*** Opening DATASET ***

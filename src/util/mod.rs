//! Internal utilities.

mod arena;

pub use arena::ArenaIndex;
//! In-memory transaction manager.
//!
//! One transaction at a time is bound to the manager, standing in for the
//! thread association of a real manager. Commit runs the synchronizations,
//! ends every active branch and drives two-phase commit over the enlisted
//! resources.

use std::sync::Arc;
use std::sync::atomic::{AtomicU64, Ordering};

use jca_spi::{
    CompletionStatus, Synchronization, Transaction, TransactionError, TransactionKey,
    TransactionManager, TransactionStatus, XaFlag, XaResource, XaVote, Xid,
};
use parking_lot::Mutex;

const FORMAT_ID: i32 = 0x4a43_4154;

/// A [`TransactionManager`] with a single current-transaction slot.
#[derive(Default)]
pub struct MockTransactionManager {
    current: Mutex<Option<Arc<MockTransaction>>>,
    next_key: AtomicU64,
}

impl MockTransactionManager {
    /// Create a manager with no current transaction.
    #[must_use]
    pub fn new() -> Self {
        Self::default()
    }

    /// Begin a transaction and make it current.
    pub fn begin(&self) -> Result<Arc<MockTransaction>, TransactionError> {
        let mut current = self.current.lock();
        if current.is_some() {
            return Err(TransactionError::IllegalState(
                "transaction already active".into(),
            ));
        }
        let key = TransactionKey(self.next_key.fetch_add(1, Ordering::SeqCst) + 1);
        let tx = Arc::new(MockTransaction::new(key));
        *current = Some(Arc::clone(&tx));
        Ok(tx)
    }

    /// The current transaction.
    #[must_use]
    pub fn current(&self) -> Option<Arc<MockTransaction>> {
        self.current.lock().clone()
    }

    /// Unbind the current transaction without completing it.
    pub fn suspend(&self) -> Option<Arc<MockTransaction>> {
        self.current.lock().take()
    }

    /// Bind `tx` as the current transaction.
    pub fn resume(&self, tx: Arc<MockTransaction>) {
        *self.current.lock() = Some(tx);
    }

    /// Commit and unbind the current transaction.
    pub fn commit(&self) -> Result<(), TransactionError> {
        let tx = self.take_current()?;
        tx.commit()
    }

    /// Roll back and unbind the current transaction.
    pub fn rollback(&self) -> Result<(), TransactionError> {
        let tx = self.take_current()?;
        tx.rollback()
    }

    fn take_current(&self) -> Result<Arc<MockTransaction>, TransactionError> {
        self.current
            .lock()
            .take()
            .ok_or_else(|| TransactionError::IllegalState("no current transaction".into()))
    }
}

impl TransactionManager for MockTransactionManager {
    fn current_transaction(&self) -> Option<Arc<dyn Transaction>> {
        self.current().map(|tx| tx as Arc<dyn Transaction>)
    }
}

struct Branch {
    resource: Arc<dyn XaResource>,
    xid: Xid,
    active: bool,
}

/// A transaction created by [`MockTransactionManager`].
pub struct MockTransaction {
    key: TransactionKey,
    status: Mutex<TransactionStatus>,
    branches: Mutex<Vec<Branch>>,
    synchronizations: Mutex<Vec<Arc<dyn Synchronization>>>,
}

impl MockTransaction {
    fn new(key: TransactionKey) -> Self {
        Self {
            key,
            status: Mutex::new(TransactionStatus::Active),
            branches: Mutex::new(Vec::new()),
            synchronizations: Mutex::new(Vec::new()),
        }
    }

    /// Resources enlisted so far, ended ones included.
    #[must_use]
    pub fn branch_count(&self) -> usize {
        self.branches.lock().len()
    }

    /// Synchronizations registered so far.
    #[must_use]
    pub fn synchronization_count(&self) -> usize {
        self.synchronizations.lock().len()
    }

    fn set_status(&self, status: TransactionStatus) {
        *self.status.lock() = status;
    }

    fn require_uncommitted(&self) -> Result<TransactionStatus, TransactionError> {
        let status = *self.status.lock();
        if status.is_uncommitted() {
            Ok(status)
        } else {
            Err(TransactionError::IllegalState(format!(
                "{} is {status:?}",
                self.key
            )))
        }
    }

    /// Commit with two-phase commit over every branch.
    pub fn commit(&self) -> Result<(), TransactionError> {
        self.require_uncommitted()?;

        let syncs = self.synchronizations.lock().clone();
        for sync in &syncs {
            sync.before_completion();
        }
        self.end_active(XaFlag::Success);

        if *self.status.lock() == TransactionStatus::MarkedRollback {
            self.roll_back_branches(&syncs);
            return Err(TransactionError::RolledBack("marked rollback-only".into()));
        }

        self.set_status(TransactionStatus::Preparing);
        let votes: Result<Vec<XaVote>, _> = self
            .branches
            .lock()
            .iter()
            .map(|branch| branch.resource.prepare(&branch.xid))
            .collect();
        let votes = match votes {
            Ok(votes) => votes,
            Err(e) => {
                self.roll_back_branches(&syncs);
                return Err(TransactionError::RolledBack(e.to_string()));
            }
        };

        self.set_status(TransactionStatus::Committing);
        for (branch, vote) in self.branches.lock().iter().zip(votes) {
            if vote == XaVote::ReadOnly {
                continue;
            }
            if let Err(e) = branch.resource.commit(&branch.xid, false) {
                tracing::warn!(tx = %self.key, xid = ?branch.xid, error = %e, "branch commit failed");
            }
        }
        self.set_status(TransactionStatus::Committed);

        for sync in &syncs {
            sync.after_completion(CompletionStatus::Committed);
        }
        Ok(())
    }

    /// Roll back every branch.
    pub fn rollback(&self) -> Result<(), TransactionError> {
        self.require_uncommitted()?;
        let syncs = self.synchronizations.lock().clone();
        self.end_active(XaFlag::Fail);
        self.roll_back_branches(&syncs);
        Ok(())
    }

    fn end_active(&self, flag: XaFlag) {
        let mut branches = self.branches.lock();
        for branch in branches.iter_mut().filter(|b| b.active) {
            if let Err(e) = branch.resource.end(&branch.xid, flag) {
                tracing::warn!(tx = %self.key, xid = ?branch.xid, error = %e, "branch end failed");
            }
            branch.active = false;
        }
    }

    fn roll_back_branches(&self, syncs: &[Arc<dyn Synchronization>]) {
        self.set_status(TransactionStatus::RollingBack);
        for branch in self.branches.lock().iter() {
            if let Err(e) = branch.resource.rollback(&branch.xid) {
                tracing::warn!(tx = %self.key, xid = ?branch.xid, error = %e, "branch rollback failed");
            }
        }
        self.set_status(TransactionStatus::RolledBack);
        for sync in syncs {
            sync.after_completion(CompletionStatus::RolledBack);
        }
    }
}

impl Transaction for MockTransaction {
    fn key(&self) -> TransactionKey {
        self.key
    }

    fn status(&self) -> TransactionStatus {
        *self.status.lock()
    }

    fn enlist_resource(&self, resource: Arc<dyn XaResource>) -> Result<bool, TransactionError> {
        if self.require_uncommitted()? == TransactionStatus::MarkedRollback {
            return Err(TransactionError::RollbackOnly);
        }

        let mut branches = self.branches.lock();
        if let Some(branch) = branches
            .iter_mut()
            .find(|b| Arc::ptr_eq(&b.resource, &resource))
        {
            if branch.active {
                return Ok(true);
            }
            branch.resource.start(&branch.xid, XaFlag::Join)?;
            branch.active = true;
            return Ok(true);
        }

        let qualifier = (branches.len() as u64 + 1).to_be_bytes();
        let xid = Xid::new(FORMAT_ID, &self.key.0.to_be_bytes(), &qualifier);
        resource.start(&xid, XaFlag::NoFlags)?;
        branches.push(Branch {
            resource,
            xid,
            active: true,
        });
        Ok(true)
    }

    fn delist_resource(
        &self,
        resource: &Arc<dyn XaResource>,
        flag: XaFlag,
    ) -> Result<bool, TransactionError> {
        let mut branches = self.branches.lock();
        let Some(branch) = branches
            .iter_mut()
            .find(|b| b.active && Arc::ptr_eq(&b.resource, resource))
        else {
            return Ok(false);
        };
        branch.resource.end(&branch.xid, flag)?;
        branch.active = false;
        drop(branches);

        if flag == XaFlag::Fail {
            self.set_status(TransactionStatus::MarkedRollback);
        }
        Ok(true)
    }

    fn register_synchronization(
        &self,
        sync: Arc<dyn Synchronization>,
    ) -> Result<(), TransactionError> {
        if self.require_uncommitted()? == TransactionStatus::MarkedRollback {
            return Err(TransactionError::RollbackOnly);
        }
        self.synchronizations.lock().push(sync);
        Ok(())
    }

    fn set_rollback_only(&self) -> Result<(), TransactionError> {
        self.require_uncommitted()?;
        self.set_status(TransactionStatus::MarkedRollback);
        Ok(())
    }
}

impl std::fmt::Debug for MockTransaction {
    fn fmt(&self, f: &mut std::fmt::Formatter<'_>) -> std::fmt::Result {
        f.debug_struct("MockTransaction")
            .field("key", &self.key)
            .field("status", &*self.status.lock())
            .field("branches", &self.branches.lock().len())
            .finish_non_exhaustive()
    }
}
//! Pool error types.

use std::time::Duration;

use jca_spi::{ResourceError, TransactionError};
use thiserror::Error;

use crate::listener::ListenerState;

/// Errors raised by the pool and the connection manager.
#[derive(Debug, Error)]
pub enum PoolError {
    /// No connection became available before the blocking timeout.
    #[error("no managed connection available in pool '{pool}' within {timeout:?}")]
    NoConnectionAvailable {
        /// Pool name.
        pool: String,
        /// Configured blocking timeout.
        timeout: Duration,
    },

    /// The factory failed to create a physical connection.
    #[error("connection creation failed: {0}")]
    ConnectionCreationFailed(#[source] ResourceError),

    /// `enlist()` was called on a listener that is already enlisted or retired.
    #[error("illegal enlist on listener {listener} in state {state:?}")]
    IllegalEnlistState {
        /// Listener id.
        listener: u64,
        /// State at the time of the call.
        state: ListenerState,
    },

    /// `delist()` was called on a listener that is not enlisted.
    #[error("illegal delist on listener {listener}: not enlisted")]
    IllegalDelistState {
        /// Listener id.
        listener: u64,
    },

    /// A connection failed validation.
    #[error("listener {listener} failed validation: {source}")]
    ValidationFailure {
        /// Listener id.
        listener: u64,
        /// Reason reported by the validating factory.
        #[source]
        source: ResourceError,
    },

    /// The physical connection could not be closed.
    #[error("listener {listener} could not be destroyed: {source}")]
    DestroyFailure {
        /// Listener id.
        listener: u64,
        /// Error raised by the managed connection.
        #[source]
        source: ResourceError,
    },

    /// The transaction refused or failed the enlistment.
    #[error("listener {listener} could not be enlisted: {reason}")]
    EnlistmentFailed {
        /// Listener id.
        listener: u64,
        /// Failure description.
        reason: String,
    },

    /// The transaction refused or failed the delistment.
    #[error("listener {listener} could not be delisted: {reason}")]
    DelistmentFailed {
        /// Listener id.
        listener: u64,
        /// Failure description.
        reason: String,
    },

    /// The pool has been shut down.
    #[error("pool '{0}' is shut down")]
    PoolShutdown(String),

    /// The connection manager has been shut down.
    #[error("connection manager is shut down")]
    ManagerShutdown,

    /// The handle was closed or its connection destroyed.
    #[error("connection handle is closed")]
    HandleClosed,

    /// The managed connection is not of the requested type.
    #[error("managed connection is not a {expected}")]
    ConnectionType {
        /// Requested type name.
        expected: &'static str,
    },

    /// Invalid configuration.
    #[error("invalid pool configuration: {0}")]
    InvalidConfig(String),

    /// Resource adapter error.
    #[error("resource error: {0}")]
    Resource(#[from] ResourceError),

    /// Transaction manager error.
    #[error("transaction error: {0}")]
    Transaction(#[from] TransactionError),
}

impl PoolError {
    /// Whether retrying the acquisition may succeed.
    #[must_use]
    pub fn is_transient(&self) -> bool {
        matches!(
            self,
            Self::NoConnectionAvailable { .. } | Self::ConnectionCreationFailed(_)
        )
    }
}
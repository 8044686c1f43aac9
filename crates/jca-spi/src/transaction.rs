//! Transaction manager contracts.
//!
//! The pool never owns a transaction. It asks the [`TransactionManager`] for
//! the transaction bound to the caller, enlists XA resources with it and
//! registers [`Synchronization`] callbacks that the manager invokes around
//! completion, possibly from another thread.

use std::fmt;
use std::sync::Arc;

use crate::error::TransactionError;
use crate::xa::{XaFlag, XaResource};

/// Status of a transaction.
#[derive(Debug, Clone, Copy, PartialEq, Eq)]
pub enum TransactionStatus {
    /// Work is in progress.
    Active,
    /// Work is in progress but the outcome must be rollback.
    MarkedRollback,
    /// Prepare phase in progress.
    Preparing,
    /// All resources prepared.
    Prepared,
    /// Commit phase in progress.
    Committing,
    /// Committed.
    Committed,
    /// Rollback in progress.
    RollingBack,
    /// Rolled back.
    RolledBack,
    /// Status cannot be determined.
    Unknown,
    /// No transaction is associated.
    NoTransaction,
}

impl TransactionStatus {
    /// Whether work may still be done in the transaction normally.
    #[must_use]
    pub fn is_active(self) -> bool {
        matches!(self, Self::Active)
    }

    /// Whether the transaction has not entered completion yet.
    #[must_use]
    pub fn is_uncommitted(self) -> bool {
        matches!(self, Self::Active | Self::MarkedRollback)
    }

    /// Whether the transaction has reached a final outcome.
    #[must_use]
    pub fn is_completed(self) -> bool {
        matches!(self, Self::Committed | Self::RolledBack | Self::NoTransaction)
    }
}

/// Outcome delivered to [`Synchronization::after_completion`].
#[derive(Debug, Clone, Copy, PartialEq, Eq)]
pub enum CompletionStatus {
    /// The transaction committed.
    Committed,
    /// The transaction rolled back.
    RolledBack,
    /// The outcome is unknown (heuristic or communication failure).
    Unknown,
}

/// Opaque key identifying a transaction, stable for its lifetime.
#[derive(Debug, Clone, Copy, PartialEq, Eq, Hash, PartialOrd, Ord)]
pub struct TransactionKey(pub u64);

impl fmt::Display for TransactionKey {
    fn fmt(&self, f: &mut fmt::Formatter<'_>) -> fmt::Result {
        write!(f, "tx-{}", self.0)
    }
}

/// Callback registered with a transaction.
///
/// Implementations must not panic and must not propagate failures; the
/// transaction manager has nobody to report them to.
pub trait Synchronization: Send + Sync {
    /// Called before the two-phase commit starts.
    fn before_completion(&self);

    /// Called once the outcome is known.
    fn after_completion(&self, status: CompletionStatus);
}

/// A transaction as seen by a resource.
pub trait Transaction: Send + Sync {
    /// The key of this transaction.
    fn key(&self) -> TransactionKey;

    /// The current status.
    fn status(&self) -> TransactionStatus;

    /// Enlist a resource. Returns `false` if the manager declined.
    fn enlist_resource(&self, resource: Arc<dyn XaResource>) -> Result<bool, TransactionError>;

    /// Delist a previously enlisted resource.
    ///
    /// `flag` is [`XaFlag::Success`], [`XaFlag::Fail`] or [`XaFlag::Suspend`].
    fn delist_resource(
        &self,
        resource: &Arc<dyn XaResource>,
        flag: XaFlag,
    ) -> Result<bool, TransactionError>;

    /// Register a completion callback.
    fn register_synchronization(
        &self,
        sync: Arc<dyn Synchronization>,
    ) -> Result<(), TransactionError>;

    /// Force the outcome to rollback.
    fn set_rollback_only(&self) -> Result<(), TransactionError>;
}

/// Source of the transaction associated with the caller.
pub trait TransactionManager: Send + Sync {
    /// The transaction bound to the calling context, if any.
    fn current_transaction(&self) -> Option<Arc<dyn Transaction>>;
}
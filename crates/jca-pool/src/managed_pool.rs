//! Per-credential sub-pools.

use std::sync::atomic::{AtomicBool, Ordering};
use std::sync::{Arc, Weak};
use std::time::Instant;

use jca_spi::{Credential, ManagedConnection, ResourceError};
use parking_lot::Mutex;
use tokio::sync::{Notify, OwnedSemaphorePermit, oneshot};

use crate::config::{FlushMode, PoolConfig};
use crate::error::PoolError;
use crate::listener::{ConnectionListener, ListenerState};
use crate::pool::{PoolInner, PoolShared};
use crate::validator::{IdleRemovalPool, ValidatingPool};

/// The listeners of one credential.
///
/// Capacity is shared with the other sub-pools of the same [`Pool`] through
/// one semaphore: every physical connection holds exactly one permit from
/// creation until destruction.
///
/// [`Pool`]: crate::Pool
pub struct ManagedConnectionPool {
    id: u64,
    credential: Credential,
    shared: Arc<PoolShared>,
    pool: Weak<PoolInner>,
    listeners: Mutex<Vec<Arc<ConnectionListener>>>,
    /// Signalled whenever a listener becomes free.
    freed: Notify,
    shutdown: AtomicBool,
    self_ref: Weak<ManagedConnectionPool>,
}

*** Closing DATASET ***

TASK DETAILS - A line belongs in the answer if it contains the word "Duration"; copy every such line from the data above.

ANSWER TO THE PROBLEM -
use std::time::Duration;
        timeout: Duration,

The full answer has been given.